Reprinted from Jihad Watch.
In Argentina, in the time of the right-wing generals, many Argentinians were made to “disappear” – that is, they were killed for their political views, often in such grisly ways as being thrown out of airplanes. They became known, in Spanish, as “los desaparecidos” (“the disappeared ones”). But there is another set of “los desaparecidos” — people who all over the advanced Western world, that world which prides itself on its protection of free speech — have been threatened with death because of what they dared to say or write about Islam, and have been forced to go into permanent hiding, changing their identities, “disappearing themselves.” It’s a sign of the times that there is no general outrage, no marches in support of those threatened with death for speaking their mind about Islam, no political leaders in the United States reminding us in public of this campaign of Muslim intimidation, that has destroyed the lives of those who were brave enough to speak out about Islam who had to “disappear themselves.”
Do you remember Molly Norris? She was the Seattle cartoonist who suggested, as a response to the death threats against Lars Vilks and Kurt Westergaard, two cartoonists who had dared to depict Muhammad, that there be an “Everybody Draw Muhammad Day” as a lighthearted sign of solidarity with the threatened cartoonists. For her pains, she received death threats from Muslims, and she was advised by the FBI to change her identity, as reported by Mark Fefer in the Seattle Weekly:
The gifted artist is alive and well, thankfully. But on the insistence of top security specialists at the FBI, she is, as they put it, “going ghost”: moving, changing her name, and essentially wiping away her identity. She will no longer be publishing cartoons in our paper or in City Arts magazine, where she has been a regular contributor. She is, in effect, being put into a witness-protection program–except, as she notes, without the government picking up the tab.
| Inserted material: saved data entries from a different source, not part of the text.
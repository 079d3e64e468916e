use crate::ipc::error::{err, ok};
use crate::ipc::helpers::{
    load_calc_settings, optional_str, recompute_enrollment_row, recompute_student_row, require_db,
    require_str, HandlerErr,
};
use crate::ipc::types::{AppState, Request};
use crate::sheet::{self, SheetRow};
use rusqlite::types::Value;
use rusqlite::{params_from_iter, Connection, OptionalExtension};
use serde_json::json;
use std::collections::HashMap;
use std::path::Path;
use tracing::{info, warn};
use uuid::Uuid;

pub fn try_handle(state: &mut AppState, req: &Request) -> Option<serde_json::Value> {
    match req.method.as_str() {
        "import.gradeSheet" => Some(handle_import_grade_sheet(state, req)),
        _ => None,
    }
}

#[derive(Default)]
struct ImportStats {
    students_created: usize,
    students_updated: usize,
    subjects_created: usize,
    grades_upserted: usize,
}

fn upsert_student(
    conn: &Connection,
    row: &SheetRow,
    term: &str,
) -> Result<(String, bool), HandlerErr> {
    let existing: Option<String> = conn
        .query_row(
            "SELECT id FROM students WHERE enrollment_no = ?",
            [&row.enrollment_no],
            |r| r.get(0),
        )
        .optional()
        .map_err(HandlerErr::db)?;

    if let Some(student_id) = existing {
        // Re-import refreshes identity fields and reactivates the student;
        // absent cells leave the stored value alone.
        let mut set_parts: Vec<String> = vec!["active = 1".into()];
        let mut binds: Vec<Value> = Vec::new();
        for (value, column) in [
            (&row.first_name, "first_name"),
            (&row.middle_name, "middle_name"),
            (&row.last_name, "last_name"),
            (&row.second_last_name, "second_last_name"),
            (&row.group_code, "group_code"),
            (&row.sex, "sex"),
        ] {
            if let Some(v) = value {
                set_parts.push(format!("{} = ?", column));
                binds.push(Value::Text(v.clone()));
            }
        }
        if !term.is_empty() {
            set_parts.push("term = ?".into());
            binds.push(Value::Text(term.to_string()));
        }
        for (value, column) in [
            (row.p1_average, "p1_average"),
            (row.p2_average, "p2_average"),
            (row.p3_average, "p3_average"),
            (row.final_exam, "final_exam"),
        ] {
            if let Some(v) = value {
                set_parts.push(format!("{} = ?", column));
                binds.push(Value::Real(v));
            }
        }
        set_parts.push("updated_at = strftime('%Y-%m-%dT%H:%M:%SZ','now')".into());
        let sql = format!("UPDATE students SET {} WHERE id = ?", set_parts.join(", "));
        binds.push(Value::Text(student_id.clone()));
        conn.execute(&sql, params_from_iter(binds))
            .map_err(HandlerErr::db)?;
        return Ok((student_id, false));
    }

    let student_id = Uuid::new_v4().to_string();
    conn.execute(
        "INSERT INTO students(
            id, enrollment_no, first_name, middle_name, last_name, second_last_name,
            term, group_code, sex, active, registered_at,
            p1_average, p2_average, p3_average, final_exam
         ) VALUES(?, ?, ?, ?, ?, ?, ?, ?, ?, 1, strftime('%Y-%m-%dT%H:%M:%SZ','now'), ?, ?, ?, ?)",
        rusqlite::params![
            student_id,
            row.enrollment_no,
            row.first_name,
            row.middle_name,
            row.last_name,
            row.second_last_name,
            if term.is_empty() { None } else { Some(term) },
            row.group_code,
            row.sex,
            row.p1_average,
            row.p2_average,
            row.p3_average,
            row.final_exam,
        ],
    )
    .map_err(HandlerErr::db)?;
    Ok((student_id, true))
}

fn handle_import_grade_sheet(state: &AppState, req: &Request) -> serde_json::Value {
    let conn = match require_db(state.db.as_ref()) {
        Ok(c) => c,
        Err(e) => return e.response(&req.id),
    };
    let path = match require_str(&req.params, "path") {
        Ok(v) => v,
        Err(e) => return e.response(&req.id),
    };
    let term = optional_str(&req.params, "term").unwrap_or_default();

    let mut subject_names: HashMap<String, String> = HashMap::new();
    if let Some(obj) = req.params.get("subjectNames").and_then(|v| v.as_object()) {
        for (code, name) in obj {
            if let Some(name) = name.as_str() {
                subject_names.insert(code.trim().to_string(), name.trim().to_string());
            }
        }
    }

    let parsed = match sheet::parse_grade_sheet(Path::new(&path)) {
        Ok(s) => s,
        Err(e) => {
            return err(
                &req.id,
                "sheet_parse_failed",
                format!("{e:#}"),
                Some(json!({ "path": path })),
            )
        }
    };

    let settings = match load_calc_settings(conn) {
        Ok(s) => s,
        Err(e) => return e.response(&req.id),
    };

    let tx = match conn.unchecked_transaction() {
        Ok(t) => t,
        Err(e) => return HandlerErr::db(e).response(&req.id),
    };

    let mut stats = ImportStats::default();
    let mut subject_ids: HashMap<String, String> = HashMap::new();
    for code in &parsed.subject_codes {
        let existing: Result<Option<String>, _> = tx
            .query_row("SELECT id FROM subjects WHERE code = ?", [code], |r| {
                r.get(0)
            })
            .optional();
        match existing {
            Ok(Some(id)) => {
                subject_ids.insert(code.clone(), id);
            }
            Ok(None) => {
                let id = Uuid::new_v4().to_string();
                let name = subject_names.get(code).cloned().unwrap_or_else(|| code.clone());
                if let Err(e) = tx.execute(
                    "INSERT INTO subjects(id, code, name) VALUES(?, ?, ?)",
                    (&id, code, &name),
                ) {
                    return HandlerErr::db(e).response(&req.id);
                }
                stats.subjects_created += 1;
                subject_ids.insert(code.clone(), id);
            }
            Err(e) => return HandlerErr::db(e).response(&req.id),
        }
    }

    for row in &parsed.rows {
        let (student_id, created) = match upsert_student(&tx, row, &term) {
            Ok(v) => v,
            Err(e) => return e.response(&req.id),
        };
        if created {
            stats.students_created += 1;
        } else {
            stats.students_updated += 1;
        }
        if let Err(e) = recompute_student_row(&tx, &settings, &student_id) {
            return e.response(&req.id);
        }

        for (code, marks) in &row.marks {
            let Some(subject_id) = subject_ids.get(code) else {
                continue;
            };
            let existing: Result<Option<String>, _> = tx
                .query_row(
                    "SELECT id FROM enrollment_grades
                     WHERE student_id = ? AND subject_id = ? AND term = ?",
                    (&student_id, subject_id, &term),
                    |r| r.get(0),
                )
                .optional();
            let grade_id = match existing {
                // Re-import is last-write-wins on the whole score row.
                Ok(Some(grade_id)) => {
                    if let Err(e) = tx.execute(
                        "UPDATE enrollment_grades
                         SET p1 = ?, p2 = ?, p3 = ?, final_exam = ?,
                             updated_at = strftime('%Y-%m-%dT%H:%M:%SZ','now')
                         WHERE id = ?",
                        rusqlite::params![marks.p1, marks.p2, marks.p3, marks.exam, grade_id],
                    ) {
                        return HandlerErr::db(e).response(&req.id);
                    }
                    grade_id
                }
                Ok(None) => {
                    let grade_id = Uuid::new_v4().to_string();
                    if let Err(e) = tx.execute(
                        "INSERT INTO enrollment_grades(
                            id, student_id, subject_id, term, p1, p2, p3, final_exam,
                            created_at, updated_at
                         ) VALUES(?, ?, ?, ?, ?, ?, ?, ?,
                            strftime('%Y-%m-%dT%H:%M:%SZ','now'),
                            strftime('%Y-%m-%dT%H:%M:%SZ','now'))",
                        rusqlite::params![
                            grade_id,
                            student_id,
                            subject_id,
                            term,
                            marks.p1,
                            marks.p2,
                            marks.p3,
                            marks.exam,
                        ],
                    ) {
                        return HandlerErr::db(e).response(&req.id);
                    }
                    grade_id
                }
                Err(e) => return HandlerErr::db(e).response(&req.id),
            };
            if let Err(e) = recompute_enrollment_row(&tx, &settings, &grade_id) {
                return e.response(&req.id);
            }
            stats.grades_upserted += 1;
        }
    }

    if let Err(e) = tx.commit() {
        return HandlerErr::db(e).response(&req.id);
    }

    if parsed.degraded_cells > 0 {
        warn!(
            degraded_cells = parsed.degraded_cells,
            path = %path,
            "grade sheet contained unusable score cells"
        );
    }
    info!(
        students_created = stats.students_created,
        students_updated = stats.students_updated,
        subjects_created = stats.subjects_created,
        grades_upserted = stats.grades_upserted,
        skipped_rows = parsed.skipped_rows,
        "grade sheet import finished"
    );

    ok(
        &req.id,
        json!({
            "studentsCreated": stats.students_created,
            "studentsUpdated": stats.students_updated,
            "subjectsCreated": stats.subjects_created,
            "gradesUpserted": stats.grades_upserted,
            "degradedCells": parsed.degraded_cells,
            "skippedRows": parsed.skipped_rows,
        }),
    )
}
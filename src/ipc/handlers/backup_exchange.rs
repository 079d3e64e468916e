use crate::backup;
use crate::db;
use crate::ipc::error::{err, ok};
use crate::ipc::helpers::require_str;
use crate::ipc::types::{AppState, Request};
use serde_json::json;
use std::path::PathBuf;
use tracing::info;

pub fn try_handle(state: &mut AppState, req: &Request) -> Option<serde_json::Value> {
    match req.method.as_str() {
        "backup.exportWorkspaceBundle" => Some(handle_export(state, req)),
        "backup.importWorkspaceBundle" => Some(handle_import(state, req)),
        _ => None,
    }
}

fn handle_export(state: &AppState, req: &Request) -> serde_json::Value {
    let Some(workspace) = state.workspace.as_ref() else {
        return err(&req.id, "no_workspace", "select a workspace first", None);
    };
    let out_path = match require_str(&req.params, "outPath") {
        Ok(v) => PathBuf::from(v),
        Err(e) => return e.response(&req.id),
    };

    match backup::export_workspace_bundle(workspace, &out_path) {
        Ok(summary) => {
            info!(out = %out_path.to_string_lossy(), "workspace bundle exported");
            ok(
                &req.id,
                json!({
                    "bundleFormat": summary.bundle_format,
                    "dbSha256": summary.db_sha256,
                    "outPath": out_path.to_string_lossy(),
                }),
            )
        }
        Err(e) => err(&req.id, "backup_export_failed", format!("{e:#}"), None),
    }
}

fn handle_import(state: &mut AppState, req: &Request) -> serde_json::Value {
    let Some(workspace) = state.workspace.clone() else {
        return err(&req.id, "no_workspace", "select a workspace first", None);
    };
    let in_path = match require_str(&req.params, "inPath") {
        Ok(v) => PathBuf::from(v),
        Err(e) => return e.response(&req.id),
    };

    // Release the open database before the file is replaced underneath it.
    state.db = None;

    let summary = match backup::import_workspace_bundle(&in_path, &workspace) {
        Ok(s) => s,
        Err(e) => {
            // Reopen whatever is in the workspace so the session stays usable.
            state.db = db::open_db(&workspace).ok();
            return err(&req.id, "backup_import_failed", format!("{e:#}"), None);
        }
    };

    match db::open_db(&workspace) {
        Ok(conn) => {
            state.db = Some(conn);
            info!(from = %in_path.to_string_lossy(), "workspace bundle imported");
            ok(
                &req.id,
                json!({ "bundleFormatDetected": summary.bundle_format_detected }),
            )
        }
        Err(e) => err(&req.id, "db_open_failed", format!("{e:?}"), None),
    }
}
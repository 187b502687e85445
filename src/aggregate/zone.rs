use ahash::AHashMap;

use crate::{
    error::{Result, ZoneError},
    index::UpdateIndex,
    types::{LanguageDetail, LanguageDetails, ZoneFeature},
};
use super::apportion::{distinct_in_order, Apportionment};

/// Per-language sum of the populations of every zone in which it was matched.
#[derive(Debug, Clone, Default)]
pub struct LanguageFootprint(AHashMap<String, f64>);

impl LanguageFootprint {
    /// Total footprint of `code`, or `None` if no zone matched it.
    #[inline] pub fn get(&self, code: &str) -> Option<f64> { self.0.get(code).copied() }

    #[inline] pub fn len(&self) -> usize { self.0.len() }

    #[inline] pub fn is_empty(&self) -> bool { self.0.is_empty() }
}

/// First-pass counts for a single zone.
#[derive(Debug, Clone, Copy, Default, PartialEq, Eq)]
pub struct ZoneTally {
    /// Number of tracked-language occurrences in the zone.
    pub number_ubl: u32,
    /// Whether any matched language carries a positive color code.
    pub colored: bool,
}

/// Second-pass estimate for a single zone.
#[derive(Debug, Clone, Default, PartialEq)]
pub struct ZoneEstimate {
    pub population_ubl: i64,
    pub perc_pop_ubl: f64,
    pub details: LanguageDetails,
}

/// First pass over every zone: occurrence counts, color flags and each language's footprint.
///
/// A zone adds its population once to each distinct language matched in it.
/// The footprint must be complete before any zone can be estimated.
pub fn tally_zones<G>(
    zones: &[ZoneFeature<G>],
    apportionment: &Apportionment,
    update: &UpdateIndex,
) -> Result<(Vec<ZoneTally>, LanguageFootprint)> {
    let mut footprint = LanguageFootprint::default();
    let tallies = zones.iter()
        .map(|zone| -> Result<ZoneTally> {
            let mut tally = ZoneTally::default();
            if !apportionment.is_matched(&zone.zone_name) { return Ok(tally) }

            let codes = apportionment.matches(&zone.zone_name);
            for code in codes {
                tally.number_ubl += 1;
                tally.colored |= update.expect(code)?.is_colored();
            }
            for code in distinct_in_order(codes) {
                *footprint.0.entry(code.to_string()).or_default() += zone.population;
            }
            Ok(tally)
        })
        .collect::<Result<Vec<_>>>()?;

    Ok((tallies, footprint))
}

/// Second pass for one zone: re-apportion each language by this zone's share of its footprint.
pub fn estimate_zone<G>(
    zone: &ZoneFeature<G>,
    apportionment: &Apportionment,
    update: &UpdateIndex,
    footprint: &LanguageFootprint,
) -> Result<ZoneEstimate> {
    let mut estimate = ZoneEstimate::default();
    if !apportionment.is_matched(&zone.zone_name) { return Ok(estimate) }

    let mut unreached = 0.0;
    let mut details = Vec::new();
    for code in distinct_in_order(apportionment.matches(&zone.zone_name)) {
        let info = update.expect(code)?;
        let total = footprint.get(code)
            .ok_or_else(|| ZoneError::Invariant(format!("language {code} has no footprint")))?;

        // A zero footprint contributes nothing but still lists the language.
        let mut population = 0;
        if total != 0.0 {
            let contribution = info.population as f64 * (zone.population / total);
            unreached += contribution;
            population = contribution.trunc() as i64;
        }
        details.push(LanguageDetail {
            name: info.name.clone(),
            population,
            egids_group: info.egids_group.clone(),
        });
    }

    details.sort_by(|a, b| b.population.cmp(&a.population));
    estimate.details = LanguageDetails(details);

    if unreached > 0.0 {
        estimate.population_ubl = unreached.round_ties_even() as i64;
        estimate.perc_pop_ubl = round_to_tenth(unreached / zone.population * 100.0);
    }

    Ok(estimate)
}

/// Round the exact value of `value` to one decimal place, ties to even.
///
/// `value * 10.0` can itself round onto a `.5` tie (`0.15 * 10.0 == 1.5`), so the product's
/// rounding error decides which way such a tie really lies.
fn round_to_tenth(value: f64) -> f64 {
    let scaled = value * 10.0;
    let error = value.mul_add(10.0, -scaled);
    let rounded = if scaled.fract().abs() == 0.5 && error != 0.0 {
        if error > 0.0 { scaled.ceil() } else { scaled.floor() }
    } else {
        scaled.round_ties_even()
    };
    rounded / 10.0
}
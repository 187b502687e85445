//! Delimited text reading and writing.

mod read;
mod write;

pub use read::*;
pub use write::*;
use std::path::Path;

use anyhow::Result;
use polars::frame::DataFrame;

use crate::{
    config::{AggregateConfig, ReferenceColumns, UpdateColumns},
    error::ZoneError,
    io::csv::read_delimited,
    types::{LanguageRecord, UpdateRecord},
};

/// Load the BPI reference table.
pub fn read_language_records(path: &Path, config: &AggregateConfig) -> Result<Vec<LanguageRecord>> {
    let df = load(path, config.delimiter)?;
    Ok(language_records_from_frame(&df, &config.columns.reference, &path.display().to_string())?)
}

/// Load the language-update table.
pub fn read_update_records(path: &Path, config: &AggregateConfig) -> Result<Vec<UpdateRecord>> {
    let df = load(path, config.delimiter)?;
    Ok(update_records_from_frame(&df, &config.columns.update, &path.display().to_string())?)
}

fn load(path: &Path, delimiter: char) -> Result<DataFrame> {
    read_delimited(path, delimiter)
        .map_err(|e| ZoneError::invalid_source(path.display().to_string(), format!("{e:#}")).into())
}

pub(crate) fn language_records_from_frame(
    df: &DataFrame,
    columns: &ReferenceColumns,
    source: &str,
) -> Result<Vec<LanguageRecord>, ZoneError> {
    let zones = text_column(df, &columns.zone, source)?;
    let codes = text_column(df, &columns.language_code, source)?;
    let countries = text_column(df, &columns.country, source)?;

    Ok(zones.into_iter().zip(codes).zip(countries)
        .map(|((zone_id, language_code), country)| LanguageRecord { zone_id, language_code, country })
        .collect())
}

pub(crate) fn update_records_from_frame(
    df: &DataFrame,
    columns: &UpdateColumns,
    source: &str,
) -> Result<Vec<UpdateRecord>, ZoneError> {
    let codes = text_column(df, &columns.language_code, source)?;
    let countries = text_column(df, &columns.country, source)?;
    let populations = text_column(df, &columns.population, source)?;
    let names = text_column(df, &columns.language_name, source)?;
    let egids = text_column(df, &columns.egids_group, source)?;
    let colors = text_column(df, &columns.color, source)?;

    Ok(codes.into_iter()
        .zip(countries).zip(populations).zip(names).zip(egids).zip(colors)
        .map(|(((((language_code, country), population), language_name), egids_group), color)| UpdateRecord {
            language_code,
            country,
            population,
            language_name,
            egids_group,
            color,
        })
        .collect())
}

/// Fetch a column as owned strings; nulls become empty strings.
fn text_column(df: &DataFrame, name: &str, source: &str) -> Result<Vec<String>, ZoneError> {
    let column = df.column(name)
        .map_err(|_| ZoneError::invalid_source(source, format!("missing column {name:?}")))?;
    let values = column.str()
        .map_err(|e| ZoneError::invalid_source(source, format!("column {name:?} is not text: {e}")))?;
    Ok(values.into_iter()
        .map(|value| value.unwrap_or_default().to_string())
        .collect())
}
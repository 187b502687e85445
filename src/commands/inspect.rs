use anyhow::Result;

use crate::{
    aggregate::{unmatched_languages, Apportionment},
    cli::{Cli, InspectArgs},
    index::{ReferenceIndex, UpdateIndex},
    io::tables,
};

pub fn run(cli: &Cli, args: &InspectArgs) -> Result<()> {
    let config = super::load_config(&args.tables)?;
    if cli.verbose > 0 {
        eprintln!("[inspect] bpi={} update={}", args.bpi.display(), args.update.display());
    }

    let reference = ReferenceIndex::new(&tables::read_language_records(&args.bpi, &config)?);
    let update = UpdateIndex::new(&tables::read_update_records(&args.update, &config)?, config.thousands_separator)?;
    let apportionment = Apportionment::new(&reference, &update)?;

    println!(
        "{} reference zones ({} matched), {} reference codes, {} tracked languages",
        reference.num_zones(), apportionment.num_matched_zones(), reference.num_codes(), update.len(),
    );

    println!("Top zones by apportioned population:");
    for (zone, population) in apportionment.ranking().iter().take(args.top) {
        println!(
            "  {zone} [{}]: {population:.1} ({} matches)",
            reference.zone_country(zone).unwrap_or("?"),
            apportionment.matches(zone).len(),
        );
    }

    let unmatched = unmatched_languages(&reference, &update);
    if !unmatched.is_empty() {
        println!("Tracked languages absent from the reference table: {}", unmatched.join(", "));
    }
    Ok(())
}
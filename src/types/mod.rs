mod records;
mod schema;

pub use records::{LanguageDetail, LanguageDetails, LanguageRecord, OutputRecord, UpdateRecord, ZoneFeature, ZoneLayer};
pub use schema::{AttrValue, FieldType, OutputField, OUTPUT_FIELDS};
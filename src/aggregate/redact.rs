use std::collections::BTreeSet;

use crate::types::OutputRecord;

/// Null the computed fields of every record whose country is suppressed.
/// Returns the number of redacted records.
pub fn redact_suppressed<G>(records: &mut [OutputRecord<G>], suppressed: &BTreeSet<String>) -> usize {
    if suppressed.is_empty() { return 0 }

    let mut count = 0;
    for record in records.iter_mut().filter(|record| suppressed.contains(&record.country)) {
        record.redact();
        count += 1;
    }
    count
}

#[cfg(test)]
mod tests {
    use super::*;
    use crate::types::ZoneFeature;

    fn record(country: &str) -> OutputRecord<u8> {
        let mut record = OutputRecord::from_zone(ZoneFeature {
            object_id_1: 1,
            object_id: 1,
            zone_id: "W".into(),
            zone_name: "Z".into(),
            world_abc: "A".into(),
            province: "P".into(),
            country: country.into(),
            region: "Region".into(),
            population: 42.0,
            geometry: 9,
        });
        record.number_ubl = Some(2);
        record.population_ubl = Some(30);
        record.perc_pop_ubl = Some(71.4);
        record.color = Some(country.into());
        record
    }

    #[test]
    fn empty_set_is_noop() {
        let mut records = vec![record("Country1")];
        assert_eq!(redact_suppressed(&mut records, &BTreeSet::new()), 0);
        assert_eq!(records[0].number_ubl, Some(2));
    }

    #[test]
    fn only_suppressed_countries_are_nulled() {
        let mut records = vec![record("Country1"), record("Country2")];
        let suppressed = BTreeSet::from(["Country1".to_string()]);

        assert_eq!(redact_suppressed(&mut records, &suppressed), 1);

        let hidden = &records[0];
        assert_eq!(hidden.number_ubl, None);
        assert_eq!(hidden.population_ubl, None);
        assert_eq!(hidden.perc_pop_ubl, None);
        assert_eq!(hidden.language_details, None);
        assert_eq!(hidden.color, None);
        assert_eq!(hidden.population, 42.0);
        assert_eq!(hidden.region, "Region");
        assert_eq!(hidden.geometry, 9);

        assert_eq!(records[1].population_ubl, Some(30));
        assert_eq!(records[1].color.as_deref(), Some("Country2"));
    }
}
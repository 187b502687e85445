use std::fmt;

/// Diagnostics gathered alongside the output records.
#[derive(Debug, Clone, Default, PartialEq)]
pub struct AggregateReport {
    /// Number of zone features processed.
    pub zone_count: usize,
    /// Number of reference zones carrying at least one tracked language.
    pub matched_zone_count: usize,
    /// Number of output records whose computed fields were redacted.
    pub suppressed_count: usize,
    /// Reference zones by occurrence-weighted language population, descending.
    pub zone_ranking: Vec<(String, f64)>,
    /// Tracked language codes that never occur in the reference table.
    pub unmatched_languages: Vec<String>,
}

impl fmt::Display for AggregateReport {
    fn fmt(&self, f: &mut fmt::Formatter<'_>) -> fmt::Result {
        write!(
            f,
            "{} zones, {} matched, {} suppressed, {} unmatched languages",
            self.zone_count, self.matched_zone_count, self.suppressed_count, self.unmatched_languages.len(),
        )
    }
}
use anyhow::Result;
use log::info;

use crate::{
    aggregate::aggregate_with_report,
    cli::{Cli, RunArgs},
    io::{self, geojson, open_for_write, tables},
};

pub fn run(cli: &Cli, args: &RunArgs) -> Result<()> {
    let mut config = super::load_config(&args.tables)?;
    config.suppressed_countries.extend(args.suppress.iter().cloned());

    if cli.verbose > 0 {
        eprintln!(
            "[run] zones={} bpi={} update={} -> {}",
            args.zones.display(),
            args.bpi.display(),
            args.update.display(),
            args.output.display()
        );
    }

    // Every input is loaded before any output is opened.
    let language_records = tables::read_language_records(&args.bpi, &config)?;
    let update_records = tables::read_update_records(&args.update, &config)?;
    let layer = io::read_zone_layer(&args.zones, &config.columns.zones)?;
    info!(
        "[run] loaded {} BPI rows, {} update rows, {} zones",
        language_records.len(), update_records.len(), layer.features.len(),
    );

    let (records, report) = aggregate_with_report(&language_records, &update_records, layer.features, &config)?;

    // Both targets are opened and filled before either is committed.
    let mut geojson_out = open_for_write(&args.output, args.force)?;
    let mut csv_out = args.csv.as_deref()
        .map(|path| open_for_write(path, args.force))
        .transpose()?;

    geojson::write_geojson(&records, layer.crs.as_deref(), &mut geojson_out)?;
    if let Some(pending) = csv_out.as_mut() {
        io::csv::write_output_table(&records, pending, config.delimiter)?;
    }

    geojson_out.commit()?;
    if let Some(pending) = csv_out { pending.commit()?; }

    if !config.suppressed_countries.is_empty() {
        info!("[run] suppressed countries: {:?}", config.suppressed_countries);
    }
    println!("Wrote {} zones -> {} ({report})", records.len(), args.output.display());
    Ok(())
}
So Molly Norris no longer exists. But whatever name she now goes by, she can’t work as a cartoonist, because a cartoonist’s style is as recognizable as her handwriting – and in any case, what previous work, signed “Molly Norris,” could she submit in applying for jobs? Relatives and friends must worry about meeting with her, or communicating by phone or email, for they have to assume that Muslims determined to find Molly Norris will know who her relatives and friends were before she changed her identity and could conceivably be watching them, hoping they will lead to Molly Norris. She is “in effect, being put into a witness-protection program – except, as she notes, without the government picking up the tab.”